After three months, Jack is still unwell and hasn’t returned to work. It turns out he has a back problem that has been left untreated, which is not surprising given the pressures on his GP and limited resources of the NHS, and this has now got worse and means he is likely to be off for longer.

Cathy has to pay her people Statuary Sick Pay (SSP) of £88.45 per week for the first 28 weeks of absence. Without insurance, she is having to pay these costs in addition to overtime for some of her team to cover the workload.

She also has no access to rehabilitation services, but will be able to access a maximum of £500 from the Government’s Fit for Work service. Although this will allow Cathy to point Jack towards healthcare services after four weeks of absence, it isn’t a long term solution.

Cathy must hope that Jack recovers soon, especially as she doesn’t have any long term sick insurance in place either, so after SSP has run out (28 weeks) she will face a moral dilemma. Does she leave Jack on meagre state benefits, or does she continue to pay him?

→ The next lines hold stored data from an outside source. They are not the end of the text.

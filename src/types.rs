use crate::error::{Error, Result};
use serde::{Deserialize, Serialize};
use serde_json::Value;

/// A validated tweet. Fields are private so a `Tweet` can only be obtained
/// through [`Tweet::try_from`], which enforces the identity and counter
/// invariants.
#[derive(Debug, Clone, PartialEq, Serialize)]
pub struct Tweet {
    id: String,
    text: String,
    created_at: String,
    author_username: String,
    author_name: String,
    author_id: String,
    reply_count: u64,
    retweet_count: u64,
    like_count: u64,
    conversation_id: String,
    media: Vec<Value>,
    quoted_tweet: Option<Value>,
    urls: Vec<String>,
    mentions: Vec<String>,
    hashtags: Vec<String>,
}

/// Unvalidated tweet fields, as assembled from an API record or by hand.
///
/// Counters are signed so that bad upstream data can be represented and
/// rejected instead of silently wrapping.
#[derive(Debug, Clone, Default, PartialEq)]
pub struct TweetRecord {
    pub id: String,
    pub text: String,
    pub created_at: String,
    pub author_username: String,
    pub author_name: String,
    pub author_id: String,
    pub reply_count: i64,
    pub retweet_count: i64,
    pub like_count: i64,
    pub conversation_id: String,
    pub media: Vec<Value>,
    pub quoted_tweet: Option<Value>,
    pub urls: Vec<String>,
    pub mentions: Vec<String>,
    pub hashtags: Vec<String>,
}

fn non_negative(value: i64, what: &str) -> Result<u64> {
    u64::try_from(value).map_err(|_| Error::InvalidItem(format!("{} cannot be negative", what)))
}

impl TryFrom<TweetRecord> for Tweet {
    type Error = Error;

    fn try_from(record: TweetRecord) -> Result<Self> {
        if record.id.is_empty() {
            return Err(Error::InvalidItem("Tweet ID cannot be empty".to_string()));
        }
        if record.author_username.is_empty() {
            return Err(Error::InvalidItem(
                "Author username cannot be empty".to_string(),
            ));
        }
        if record.author_name.is_empty() {
            return Err(Error::InvalidItem("Author name cannot be empty".to_string()));
        }

        Ok(Self {
            reply_count: non_negative(record.reply_count, "Reply count")?,
            retweet_count: non_negative(record.retweet_count, "Retweet count")?,
            like_count: non_negative(record.like_count, "Like count")?,
            id: record.id,
            text: record.text,
            created_at: record.created_at,
            author_username: record.author_username,
            author_name: record.author_name,
            author_id: record.author_id,
            conversation_id: record.conversation_id,
            media: record.media,
            quoted_tweet: record.quoted_tweet,
            urls: record.urls,
            mentions: record.mentions,
            hashtags: record.hashtags,
        })
    }
}

impl Tweet {
    /// Build a tweet from a raw bird record
    pub fn from_api(data: ApiTweet) -> Result<Self> {
        Self::try_from(TweetRecord::from(data))
    }

    pub fn id(&self) -> &str {
        &self.id
    }

    pub fn text(&self) -> &str {
        &self.text
    }

    pub fn created_at(&self) -> &str {
        &self.created_at
    }

    pub fn author_username(&self) -> &str {
        &self.author_username
    }

    pub fn author_name(&self) -> &str {
        &self.author_name
    }

    pub fn author_id(&self) -> &str {
        &self.author_id
    }

    pub fn reply_count(&self) -> u64 {
        self.reply_count
    }

    pub fn retweet_count(&self) -> u64 {
        self.retweet_count
    }

    pub fn like_count(&self) -> u64 {
        self.like_count
    }

    pub fn conversation_id(&self) -> &str {
        &self.conversation_id
    }

    pub fn media(&self) -> &[Value] {
        &self.media
    }

    pub fn quoted_tweet(&self) -> Option<&Value> {
        self.quoted_tweet.as_ref()
    }

    pub fn urls(&self) -> &[String] {
        &self.urls
    }

    pub fn mentions(&self) -> &[String] {
        &self.mentions
    }

    pub fn hashtags(&self) -> &[String] {
        &self.hashtags
    }

    /// Total engagement: replies + retweets + likes
    pub fn engagement(&self) -> u64 {
        self.reply_count + self.retweet_count + self.like_count
    }

    pub fn has_media(&self) -> bool {
        !self.media.is_empty()
    }

    pub fn is_quote(&self) -> bool {
        self.quoted_tweet.is_some()
    }

    /// Length of the text in characters (not bytes)
    pub fn text_len(&self) -> usize {
        self.text.chars().count()
    }
}

/// A tweet as emitted by `bird ... --json`
#[derive(Debug, Clone, Default, Deserialize)]
#[serde(rename_all = "camelCase")]
pub struct ApiTweet {
    #[serde(default)]
    pub id: String,
    #[serde(default)]
    pub text: String,
    #[serde(default)]
    pub created_at: String,
    #[serde(default)]
    pub author: Option<ApiAuthor>,
    #[serde(default)]
    pub author_id: Option<String>,
    #[serde(default)]
    pub reply_count: Option<i64>,
    #[serde(default)]
    pub retweet_count: Option<i64>,
    #[serde(default)]
    pub like_count: Option<i64>,
    #[serde(default)]
    pub conversation_id: Option<String>,
    #[serde(default)]
    pub media: Option<Vec<Value>>,
    #[serde(default)]
    pub quoted_tweet: Option<Value>,
    #[serde(default)]
    pub entities: Option<ApiEntities>,
}

#[derive(Debug, Clone, Default, Deserialize)]
pub struct ApiAuthor {
    pub username: Option<String>,
    pub name: Option<String>,
}

/// Entity lists may be missing or `null`
#[derive(Debug, Clone, Default, Deserialize)]
pub struct ApiEntities {
    #[serde(default)]
    pub urls: Option<Vec<ApiUrl>>,
    #[serde(default)]
    pub user_mentions: Option<Vec<ApiMention>>,
    #[serde(default)]
    pub hashtags: Option<Vec<ApiHashtag>>,
}

#[derive(Debug, Clone, Default, Deserialize)]
pub struct ApiUrl {
    pub expanded_url: Option<String>,
}

#[derive(Debug, Clone, Default, Deserialize)]
pub struct ApiMention {
    pub screen_name: Option<String>,
}

#[derive(Debug, Clone, Default, Deserialize)]
pub struct ApiHashtag {
    pub text: Option<String>,
}

impl From<ApiTweet> for TweetRecord {
    fn from(data: ApiTweet) -> Self {
        let author = data.author.unwrap_or_default();
        let entities = data.entities.unwrap_or_default();

        Self {
            id: data.id,
            text: data.text,
            created_at: data.created_at,
            author_username: author.username.unwrap_or_else(|| "unknown".to_string()),
            author_name: author.name.unwrap_or_else(|| "Unknown".to_string()),
            author_id: data.author_id.unwrap_or_default(),
            reply_count: data.reply_count.unwrap_or(0),
            retweet_count: data.retweet_count.unwrap_or(0),
            like_count: data.like_count.unwrap_or(0),
            conversation_id: data.conversation_id.unwrap_or_default(),
            media: data.media.unwrap_or_default(),
            // `null` in the payload means "not a quote"
            quoted_tweet: data.quoted_tweet.filter(|q| !q.is_null()),
            urls: entities
                .urls
                .unwrap_or_default()
                .into_iter()
                .filter_map(|u| u.expanded_url)
                .collect(),
            mentions: entities
                .user_mentions
                .unwrap_or_default()
                .into_iter()
                .filter_map(|m| m.screen_name)
                .collect(),
            hashtags: entities
                .hashtags
                .unwrap_or_default()
                .into_iter()
                .filter_map(|h| h.text)
                .collect(),
        }
    }
}

/// Shape of bird's JSON output: either a bare list or a wrapper object.
///
/// Records stay as raw JSON here so that one malformed record cannot fail
/// the whole page; [`tweets_from_api`] decodes them one by one.
#[derive(Debug, Clone, Deserialize)]
#[serde(untagged)]
pub enum BirdPayload {
    List(Vec<Value>),
    Page {
        #[serde(default)]
        tweets: Option<Vec<Value>>,
        #[serde(default)]
        data: Option<Vec<Value>>,
        #[serde(default, rename = "nextCursor")]
        next_cursor: Option<String>,
    },
}

impl BirdPayload {
    /// Split the payload into its records and the pagination cursor, if any
    pub fn into_parts(self) -> (Vec<Value>, Option<String>) {
        match self {
            BirdPayload::List(tweets) => (tweets, None),
            BirdPayload::Page {
                tweets,
                data,
                next_cursor,
            } => {
                let records = match tweets {
                    Some(t) if !t.is_empty() => t,
                    _ => data.unwrap_or_default(),
                };
                (records, next_cursor.filter(|c| !c.is_empty()))
            }
        }
    }
}

fn decode_record(record: Value) -> Result<Tweet> {
    let data: ApiTweet = serde_json::from_value(record)?;
    Tweet::from_api(data)
}

/// Convert raw records into tweets, skipping any that are malformed or
/// fail validation
pub fn tweets_from_api(records: Vec<Value>) -> Vec<Tweet> {
    records
        .into_iter()
        .filter_map(|record| match decode_record(record) {
            Ok(tweet) => Some(tweet),
            Err(e) => {
                tracing::warn!("Skipping record: {}", e);
                None
            }
        })
        .collect()
}

#[cfg(test)]
pub(crate) mod test_support {
    use super::*;

    /// A valid record with the given text and ten of each engagement counter
    pub fn record(id: &str, text: &str) -> TweetRecord {
        TweetRecord {
            id: id.to_string(),
            text: text.to_string(),
            created_at: "2024-01-01".to_string(),
            author_username: "testuser".to_string(),
            author_name: "Test User".to_string(),
            author_id: "456".to_string(),
            reply_count: 10,
            retweet_count: 10,
            like_count: 10,
            conversation_id: "789".to_string(),
            ..Default::default()
        }
    }

    pub fn tweet(id: &str, text: &str) -> Tweet {
        Tweet::try_from(record(id, text)).unwrap()
    }
}

#[cfg(test)]
mod tests {
    use super::test_support::record;
    use super::*;
    use serde_json::json;

    #[test]
    fn test_valid_tweet() {
        let tweet = Tweet::try_from(record("123", "Test tweet")).unwrap();
        assert_eq!(tweet.id(), "123");
        assert_eq!(tweet.engagement(), 30);
        assert!(!tweet.has_media());
        assert!(!tweet.is_quote());
    }

    #[test]
    fn test_empty_id_rejected() {
        let err = Tweet::try_from(record("", "Test")).unwrap_err();
        assert!(err.to_string().contains("Tweet ID cannot be empty"));
    }

    #[test]
    fn test_empty_author_rejected() {
        let mut r = record("1", "Test");
        r.author_username.clear();
        assert!(Tweet::try_from(r).is_err());

        let mut r = record("1", "Test");
        r.author_name.clear();
        assert!(Tweet::try_from(r).is_err());
    }

    #[test]
    fn test_negative_counters_rejected() {
        for field in 0..3 {
            let mut r = record("1", "Test");
            match field {
                0 => r.reply_count = -1,
                1 => r.retweet_count = -1,
                _ => r.like_count = -1,
            }
            let err = Tweet::try_from(r).unwrap_err();
            assert!(err.to_string().contains("cannot be negative"));
        }
    }

    #[test]
    fn test_from_api_record() {
        let data: ApiTweet = serde_json::from_value(json!({
            "id": "42",
            "text": "Look at https://example.com/post",
            "createdAt": "Wed Jan 01 00:00:00 +0000 2025",
            "author": {"username": "rustlang", "name": "Rust"},
            "authorId": "7",
            "replyCount": 2,
            "retweetCount": 3,
            "likeCount": 4,
            "conversationId": "42",
            "media": [{"type": "photo"}],
            "quotedTweet": {"id": "41"},
            "entities": {
                "urls": [{"expanded_url": "https://example.com/post"}, {"url": "https://t.co/x"}],
                "user_mentions": [{"screen_name": "ferris"}],
                "hashtags": [{"text": "rust"}]
            }
        }))
        .unwrap();

        let tweet = Tweet::from_api(data).unwrap();
        assert_eq!(tweet.author_username(), "rustlang");
        assert_eq!(tweet.engagement(), 9);
        assert!(tweet.has_media());
        assert!(tweet.is_quote());
        assert_eq!(tweet.urls(), ["https://example.com/post".to_string()]);
        assert_eq!(tweet.mentions(), ["ferris".to_string()]);
        assert_eq!(tweet.hashtags(), ["rust".to_string()]);
    }

    #[test]
    fn test_from_api_defaults() {
        let data: ApiTweet =
            serde_json::from_value(json!({"id": "1", "text": "hi", "createdAt": "now"})).unwrap();
        let tweet = Tweet::from_api(data).unwrap();
        assert_eq!(tweet.author_username(), "unknown");
        assert_eq!(tweet.author_name(), "Unknown");
        assert_eq!(tweet.engagement(), 0);
        assert!(tweet.urls().is_empty());
    }

    #[test]
    fn test_null_quote_is_not_quote() {
        let data: ApiTweet = serde_json::from_value(
            json!({"id": "1", "text": "hi", "createdAt": "now", "quotedTweet": null}),
        )
        .unwrap();
        assert!(!Tweet::from_api(data).unwrap().is_quote());
    }

    #[test]
    fn test_payload_shapes() {
        let list: BirdPayload = serde_json::from_str(r#"[{"id": "1", "text": "a"}]"#).unwrap();
        let (records, cursor) = list.into_parts();
        assert_eq!(records.len(), 1);
        assert!(cursor.is_none());

        let page: BirdPayload =
            serde_json::from_str(r#"{"tweets": [], "data": [{"id": "2"}], "nextCursor": "abc"}"#)
                .unwrap();
        let (records, cursor) = page.into_parts();
        assert_eq!(records[0]["id"], "2");
        assert_eq!(cursor.as_deref(), Some("abc"));
    }

    #[test]
    fn test_invalid_records_skipped() {
        let records = vec![
            json!({"id": "1"}),
            json!({"id": ""}),
            json!({"id": "3", "likeCount": -5}),
        ];
        let tweets = tweets_from_api(records);
        assert_eq!(tweets.len(), 1);
        assert_eq!(tweets[0].id(), "1");
    }

    #[test]
    fn test_malformed_record_does_not_sink_page() {
        let page: BirdPayload = serde_json::from_str(
            r#"{"tweets": [
                {"id": "1", "text": "good one"},
                {"id": "2", "text": "mention", "entities": {"user_mentions": [{"id_str": "9"}]}},
                {"id": "3", "text": "null urls", "entities": {"urls": null, "hashtags": [{}]}},
                {"id": 4, "text": "numeric id"},
                {"id": "5", "text": "bad counter", "likeCount": "many"}
            ], "nextCursor": "next"}"#,
        )
        .unwrap();
        let (records, cursor) = page.into_parts();
        assert_eq!(records.len(), 5);
        assert_eq!(cursor.as_deref(), Some("next"));

        let tweets = tweets_from_api(records);
        let ids: Vec<&str> = tweets.iter().map(|t| t.id()).collect();
        assert_eq!(ids, vec!["1", "2", "3"]);
        assert!(tweets[1].mentions().is_empty());
        assert!(tweets[2].urls().is_empty());
        assert!(tweets[2].hashtags().is_empty());
    }
}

So, what happens if Cathy manages absence well?

If Cathy was to use absence management software, the time taken to record and manage absence would be reduced and she would have consistent and well documented information regarding absences of various types.

She would be able to recognise recurring absences and find out the cause behind them. Cathy would then be able to provide Sally with tailored support or act on illegitimate absence with data to back her up, placing her in a stronger legal position.

Cathy would also be immediately alerted to Jack’s absence and the given reason. As she also has insurance in place, her insurers are then able to intervene quickly and provide Jack with physiotherapy to help him back to work sooner. Even if she didn’t have insurance, she would still be able react more quickly to the absence and better support Jack’s return to work.

As Cathy has been supporting Jack from the outset, her other employees feel valued in their role and comforted that support will be given if they were to fall ill. Cathy is also able to see all absence and agreed holiday in an online calendar, and is therefore able to organise cover and keep her business ticking over as normal.

This gives her people confidence that their holiday requests are being actively managed and coordinated and, as a result,  they don’t need to worry about covering for others at the last minute.

Protecting the purse

Jack is able to return to work after only five weeks of absence and as a result, Sally only has to pay SSP until his return, avoiding any further long term costs such as recruiting and training temporary staff to cover for Jack.

It also means she doesn’t need to make a claim on her long term sick pay insurance, which helps keep next year’s premium affordable.

Its not as expensive as you think

The typical cost for a standalone absence management system is approximately £30-£40 per employee per year, which would cost Cathy roughly £1,000 annually if she chose to buy it separately.

Whereas, investing in disability insurance that includes absence management software, like our Sick Pay Complete product at Ellipse, could cost just over £90 per employee per year for a fairly typical level of cover[1].

So is it really too much effort or cost to start thinking about managing absence well?

Knowing where your people are, and how well they are through managing absence, not only takes care of your people, but also takes care of your business – enhancing productivity and improving customer service. What’s more, where insurance is in place, getting to a sick employee quickly can mitigate costs and possibly prevent an absence from becoming long term.


[1] On a basic benefit level of 50% salary, no escalation, 28 week deferred period and payments only continuing for three years for 28 employees would cost £2,614.